Horse, by Geraldine Brooks.

 


            Pulitzer Prize-winning author Geraldine Brooks has excelled herself yet again with ‘Horse’, her novelised true story of America’s greatest racing stallion Lexington, illustrious sire of future generations of champions, and an essential and integral ancestor almost lost to history.  Were it not for the efforts of determined academics who were relentless in their detective work following up the clues leading from the forgotten equine skeleton labelled ‘horse’ in the attic of the Smithsonian, one of America’s finest museums, and researching the provenance of several obscure equine paintings found in unlikely places, Lexington would have remained unsung and unheralded still, and his marvellous genetic history lost, not to mention the turbulent historical significance of the times in which he lived and flourished, the 1850”s and 60’s.

            Ms Brook has reimagined that time with her usual skill:  from the time Lexington was foaled in Kentucky in 1850 he was personally cared for by Warfield’s Jarret, a young slave whose father was Doctor Warfield’s chief trainer, so essential that Dr.

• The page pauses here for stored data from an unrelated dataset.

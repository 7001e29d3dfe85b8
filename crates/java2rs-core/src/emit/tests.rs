use pretty_assertions::assert_eq;

use crate::transpile_source;

fn emit(source: &str) -> String {
    transpile_source(source).unwrap()
}

fn assert_contains(text: &str, needle: &str) {
    assert!(text.contains(needle), "missing `{needle}` in:\n{text}");
}

#[test]
fn test_receiver_follows_instance_state() {
    let out = emit("class A { int n; void inc() { n++; } int get() { return n; } static int one() { return 1; } }");
    assert_contains(&out, "fn inc(&mut self) {\n        self.n += 1;\n    }");
    assert_contains(&out, "fn get(&self) -> i32 {\n        return self.n;\n    }");
    assert_contains(&out, "fn one() -> i32 {\n        return 1;\n    }");
}

#[test]
fn test_constructor_is_a_factory() {
    let out = emit("class P { int x; P(int x) { this.x = x; } }");
    assert_eq!(
        out,
        "struct P {\n    x: i32,\n}\n\nimpl P {\n    pub fn new(x: i32) -> Self {\n        let x = x;\n        Self { x }\n    }\n}\n"
    );
}

#[test]
fn test_unassigned_fields_default_in_factory() {
    let out = emit("class Q { int a; int b = 4; Q() { } }");
    assert_contains(&out, "Self { a: Default::default(), b: 4 }");
}

#[test]
fn test_local_mutability() {
    let out = emit("class A { static void f() { int a = 1; int b = 2; b = a + b; } }");
    assert_contains(&out, "let a: i32 = 1;");
    assert_contains(&out, "let mut b: i32 = 2;");
    assert_contains(&out, "b = a + b;");
}

#[test]
fn test_upper_case_locals_become_constants() {
    let out = emit("class A { static void f() { final int LIMIT = 3; final String NAME = \"x\"; } }");
    assert_contains(&out, "const LIMIT: i32 = 3;");
    assert_contains(&out, "const NAME: &'static str = \"x\";");
}

#[test]
fn test_string_concatenation_is_one_format_call() {
    let out = emit("class A { static String f(int n, int m) { return \"n=\" + n + \", m=\" + m; } }");
    assert_contains(&out, "format!(\"n={}, m={}\", n, m)");
}

#[test]
fn test_print_calls_become_macros() {
    let out = emit("class A { static void f(int n) { System.out.println(\"n is \" + n); } }");
    assert_contains(&out, "println!(\"n is {}\", n);");
}

#[test]
fn test_for_loop_desugars_to_while() {
    let out = emit(
        "class A { static int sum(int[] xs) { int t = 0; for (int i = 0; i < xs.length; i++) { t += xs[i]; } return t; } }",
    );
    assert_contains(&out, "let mut i: i32 = 0;");
    assert_contains(&out, "while i < xs.len() {");
    assert_contains(&out, "t += xs[(i) as usize];");
    assert_contains(&out, "i += 1;");
    assert_contains(&out, "fn sum(xs: &Vec<i32>) -> i32");
}

#[test]
fn test_do_while_loops_check_at_the_end() {
    let out = emit("class A { static void f() { int i = 0; do { i++; } while (i < 3); } }");
    assert_contains(&out, "loop {\n            i += 1;\n            if !(i < 3) {\n                break;\n            }\n        }");
}

#[test]
fn test_labeled_loops_keep_labels() {
    let out = emit("class A { static void f() { outer: while (true) { break outer; } } }");
    assert_contains(&out, "'outer: loop {\n            break 'outer;\n        }");
}

#[test]
fn test_thrown_types_become_results() {
    let out = emit("class Failure extends Exception { }\nclass A { static void f() throws Failure { throw new Failure(); } }");
    assert_contains(&out, "fn f() -> Result<(), Failure> /* throws Failure */ {");
    assert_contains(&out, "return Err(Failure::new().into());");
}

#[test]
fn test_throwing_callers_propagate() {
    let out = emit(
        "class Failure extends Exception { }\nclass A { static void f() throws Failure { throw new Failure(); } static void g() throws Failure { f(); } }",
    );
    assert_contains(&out, "A::f()?;");
    assert_contains(&out, "Ok(())");
}

#[test]
fn test_try_catch_skeleton() {
    let out = emit(
        "class Failure extends Exception { }\nclass A { static void f() throws Failure { throw new Failure(); }\n static int g() { try { f(); return 1; } catch (Failure e) { return 0; } } }",
    );
    assert_contains(&out, "let mut try_result_1 = 0;");
    assert_contains(&out, "'try_1: loop {");
    assert_contains(
        &out,
        "match A::f() { Ok(v) => v, Err(_) => { try_result_1 = 1; break 'try_1; } };",
    );
    // caught types still count towards the thrown set
    assert_contains(&out, "fn g() -> Result<i32, Failure> /* throws Failure */ {");
    assert_contains(&out, "match try_result_1 {\n            1 => {\n                return Ok(0);\n            }\n            _ => {}\n        }");
}

#[test]
fn test_switch_groups_labels() {
    let out = emit(
        "class A { static int f(int k) { switch (k) { case 1: case 2: return 1; default: return 0; } } }",
    );
    assert_contains(&out, "match k {");
    assert_contains(&out, "1 | 2 => {\n                return 1;\n            }");
    assert_contains(&out, "_ => {\n                return 0;\n            }");
}

#[test]
fn test_switch_without_default_gets_catch_all() {
    let out = emit("class A { static void f(int k) { switch (k) { case 1: k = 2; break; } } }");
    assert_contains(&out, "1 => {\n                k = 2;\n            }\n            _ => {}");
}

#[test]
fn test_enum_variants() {
    assert_eq!(emit("enum Color { RED, DARK_BLUE }"), "enum Color {\n    Red,\n    DarkBlue,\n}\n");
}

#[test]
fn test_enum_fields_become_accessors() {
    let out = emit(
        "enum Planet { MERCURY(1), VENUS(2); private final int order; Planet(int order) { this.order = order; } }",
    );
    assert_contains(&out, "fn order(&self) -> i32 {\n        match self {\n            Planet::Mercury => 1,\n            Planet::Venus => 2,\n        }\n    }");
    assert!(!out.contains("fn new"), "{out}");
}

#[test]
fn test_records_get_public_fields_and_accessors() {
    let out = emit("record Point(int x, int y) { }");
    assert_contains(&out, "struct Point {\n    pub x: i32,\n    pub y: i32,\n}");
    assert_contains(&out, "pub fn new(x: i32, y: i32) -> Self {\n        Self { x, y }\n    }");
    assert_contains(&out, "pub fn x(&self) -> i32 {\n        self.x\n    }");
}

#[test]
fn test_generic_bounds_only_in_impl_header() {
    let out = emit("interface D { }\nclass A<B, C extends D, E> { C i; }");
    assert_contains(&out, "struct A<B, C, E> {\n    i: C,\n}");
    assert_contains(&out, "impl<B, C: D, E> A<B, C, E> {}");
}

#[test]
fn test_inherited_methods_are_forwarded() {
    let out = emit("class Base { int v; int value() { return v; } }\nclass Derived extends Base { }");
    assert_contains(&out, "struct Derived {\n    base: Base,\n}");
    assert_contains(&out, "fn value(&self) -> i32 {\n        self.base.value()\n    }");
}

#[test]
fn test_overridden_methods_are_not_forwarded() {
    let out = emit(
        "class Base { int v; int value() { return v; } }\nclass Derived extends Base { int value() { return 2; } }",
    );
    assert!(!out.contains("self.base.value()"), "{out}");
}

#[test]
fn test_comments_are_kept_in_place() {
    let out = emit("class A { static void f() {\n // first\n int x = 1;\n // second\n int y = 2; } }");
    assert_contains(&out, "// first\n        let x: i32 = 1;\n        // second\n        let y: i32 = 2;");
}

#[test]
fn test_lambdas_are_marked_unsupported() {
    let out = emit("class A { static void f() { Runnable r = () -> { }; } }");
    assert_contains(&out, "/* unsupported");
}

#[test]
fn test_embedded_postfix_update_captures_old_value() {
    let out = emit("class A { static int f(int i) { int j = i++; return j; } }");
    assert_contains(&out, "let j: i32 = { let tmp = i; i += 1; tmp };");
    assert_contains(&out, "fn f(mut i: i32) -> i32");
}

#[test]
fn test_literal_translation() {
    let out = emit("class A { static void f() { long a = 10L; double b = 2; float c = 1.5f; char d = 'x'; String e = null; } }");
    assert_contains(&out, "let a: i64 = 10;");
    assert_contains(&out, "let b: f64 = 2.0;");
    assert_contains(&out, "let c: f32 = 1.5;");
    assert_contains(&out, "let d: char = 'x';");
    assert_contains(&out, "let e: String = None;");
}

#[test]
fn test_static_fields_are_associated_constants() {
    let out = emit("class A { static final int MAX_SIZE = 8; static final String LABEL = \"a\"; }");
    assert_contains(&out, "impl A {\n    const MAX_SIZE: i32 = 8;\n    const LABEL: &'static str = \"a\";\n}");
}

#[test]
fn test_capitalized_locals_become_constants_even_when_reassigned() {
    let out = emit("class A { static void f() { int Count = 0; Count = 1; double Rate = 2; } }");
    assert_contains(&out, "const Count: i32 = 0;");
    assert_contains(&out, "const Rate: f64 = 2.0;");
    assert!(!out.contains("let mut Count"), "{out}");
}

#[test]
fn test_text_blocks_keep_their_content() {
    let out = emit("class A { static void f() { String s = \"\"\"\n    line1\n    line2\n    \"\"\"; } }");
    assert_contains(&out, "let s: String = \"line1\\nline2\\n\".to_string();");
}

#[test]
fn test_enum_getter_named_after_field_is_not_duplicated() {
    let out = emit(
        "enum Color { RED(\"r\"), GREEN(\"g\"); private final String code; Color(String c) { this.code = c; } String code() { return code; } }",
    );
    assert_eq!(out.matches("fn code(").count(), 1, "{out}");
    assert_contains(
        &out,
        "fn code(&self) -> &'static str {\n        match self {\n            Color::Red => \"r\",\n            Color::Green => \"g\",\n        }\n    }",
    );
    assert!(!out.contains("self.code()"), "{out}");
}

#[test]
fn test_custom_enum_getter_reads_renamed_accessor() {
    let out = emit(
        "enum Level { LOW(1), HIGH(2); private final int weight; Level(int w) { this.weight = w; } int weight() { return weight * 10; } }",
    );
    assert_contains(&out, "fn weight_value(&self) -> i32 {");
    assert_contains(&out, "self.weight_value() * 10");
    assert_eq!(out.matches("fn weight(").count(), 1, "{out}");
}

#[test]
fn test_string_append_of_non_text_value() {
    let out = emit("class A { static String f(int n) { String s = \"a\"; s += n; s += \"b\"; return s; } }");
    assert_contains(&out, "s += &n.to_string();");
    assert_contains(&out, "s += \"b\";");
}

#[test]
fn test_explicit_constructor_calls() {
    let out = emit(
        "class Base { int v; Base(int v) { this.v = v; } }\nclass Sub extends Base { Sub(int v) { super(v); } Sub() { this(1); } }",
    );
    assert_contains(&out, "let base = Base::new(v);");
    assert_contains(&out, "let mut this = Self::new(1);");
}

Warfield allowed him to buy his freedom and currently, Jarret’s father is saving to buy Jarret’s freedom, too.  The ugly face of slavery is not so evident on Warfield’s farm if one is a successful trainer of thoroughbreds and his son is following reliably in his father’s footsteps, but when the brilliant new colt is eventually sold, Jarret is sold along with him, and he and Lexington have some bitter experiences – and some great adventures, for Lexington proves his brilliance time and again:  both have such a bond that they are inseparable until one of them dies:  it is up to the modern researchers, Theo, a Nigerian Art Historian and Jess, an Australian scientist working at the Smithsonian, to join the clues and reconstruct the history, especially of the shattering impact of the Civil War and the emancipation of all those enslaved and Sold South.  Tragically for Theo and Jess, it is patently clear that racism is still alive, well and flourishing one hundred and fifty years later:  racism, overt or otherwise will never go away.

            Ms Brooks has written a fitting and loving tribute to equine beauty and genetic brilliance, and a bald and frightenly factual recitation of the tragedy of racism, inbred and otherwise.  FIVE STARS.